Postby Guy Rixon » Fri Jan 15, 2021 11:05 pm

I'm building another of the Roxey kits for SECR Grande Vitesse vans, and in this one I wanted sprung suspension. The kit doesn't help here, being designed for either rigid suspension or a rocking axle in inside bearings.

Nobody does a sprung axleguard of exactly the right profile for the SECR stock, but the GWR-coach kind in the Bedford range is reasonably close to the right shape. The trick is to mount them into the Roxey chassis, getting them right in all three axes.

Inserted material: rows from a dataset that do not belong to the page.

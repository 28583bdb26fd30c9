//! Configuration passed explicitly into graph operations.

use crate::error::Result;
use serde::{Deserialize, Serialize};

/// Top-level settings for graph editing, consensus and export.
#[derive(Debug, Clone, PartialEq, Serialize, Deserialize)]
#[serde(default)]
pub struct PogConfig {
    /// Remove successors orphaned by a node or transition removal.
    pub cascade_removals: bool,
    pub consensus: ConsensusConfig,
    pub dot: DotConfig,
    /// Worker threads for batch jobs.
    pub threads: usize,
}

impl Default for PogConfig {
    fn default() -> Self {
        Self {
            cascade_removals: true,
            consensus: ConsensusConfig::default(),
            dot: DotConfig::default(),
            threads: 4,
        }
    }
}

impl PogConfig {
    /// Parses a JSON config. Missing fields take their defaults.
    pub fn from_json_str(json: &str) -> Result<Self> {
        let mut config: PogConfig = serde_json::from_str(json)?;
        config.threads = config.threads.max(1);
        Ok(config)
    }
}

/// Consensus path extraction settings.
#[derive(Debug, Clone, PartialEq, Serialize, Deserialize)]
#[serde(default)]
pub struct ConsensusConfig {
    /// Emit alignment-column gaps between chosen nodes.
    pub gapped: bool,
    /// Take a lone reciprocated edge over a better-supported one.
    pub prefer_reciprocated: bool,
}

impl Default for ConsensusConfig {
    fn default() -> Self {
        Self {
            gapped: false,
            prefer_reciprocated: true,
        }
    }
}

/// DOT export settings.
#[derive(Debug, Clone, PartialEq, Serialize, Deserialize)]
#[serde(default)]
pub struct DotConfig {
    /// Annotate nodes with their character-state distribution.
    pub show_distributions: bool,
    pub node_color: String,
    pub consensus_color: String,
    pub rankdir: String,
}

impl Default for DotConfig {
    fn default() -> Self {
        Self {
            show_distributions: false,
            node_color: "#d9e7f5".to_string(),
            consensus_color: "#f5b971".to_string(),
            rankdir: "LR".to_string(),
        }
    }
}

#[cfg(test)]
mod tests {
    use super::*;

    #[test]
    fn test_defaults_from_empty_json() {
        let config = PogConfig::from_json_str("{}").unwrap();
        assert_eq!(config, PogConfig::default());
    }

    #[test]
    fn test_partial_json() {
        let json = r#"{ "cascade_removals": false, "threads": 0, "consensus": { "gapped": true } }"#;
        let config = PogConfig::from_json_str(json).unwrap();
        assert!(!config.cascade_removals);
        assert_eq!(config.threads, 1);
        assert!(config.consensus.gapped);
        assert!(config.consensus.prefer_reciprocated);
        assert_eq!(config.dot.rankdir, "LR");
    }

    #[test]
    fn test_invalid_json() {
        assert!(PogConfig::from_json_str("{ threads: ").is_err());
    }
}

First thing is make up the axleguard units (no need to do the spring carriers and bearings at this stage) and to fix their relative position. I did this with a brass bar across the centre of each axleguard-pair. It's 0.8 mm K&S strip, and it has to go on the inside of the "U" of the axleguard unit because I don't know, at this stage, how much space is needed between the axleguard unit and the floor of the van. Here's the strip soldered into one axleguard-unit by eye and I'm checking that the alignment is OK-ish. It doesn't need to be perfectly square or central, which is a help.
IMG_8086.JPG

The strip is cut about as long as the length over spring mounts. The bits that stick out at the ends do nothing for the suspension, but they are there to locate the brake bits later.

Now the second axleguard pair is located using a wheelbase gauge. It's a Bill Bedford gauge, which leaves the top of the model open to admit the soldering iron. You can't easily do this with the Brassmasters gauge because it blocks out the iron. 2.0 mm drill-bits stand in for axles.
IMG_8089.JPG

In fact, I've jigged this up the wrong way round in the photo and should have the end of the jig with the bigger opening where I'm soldering.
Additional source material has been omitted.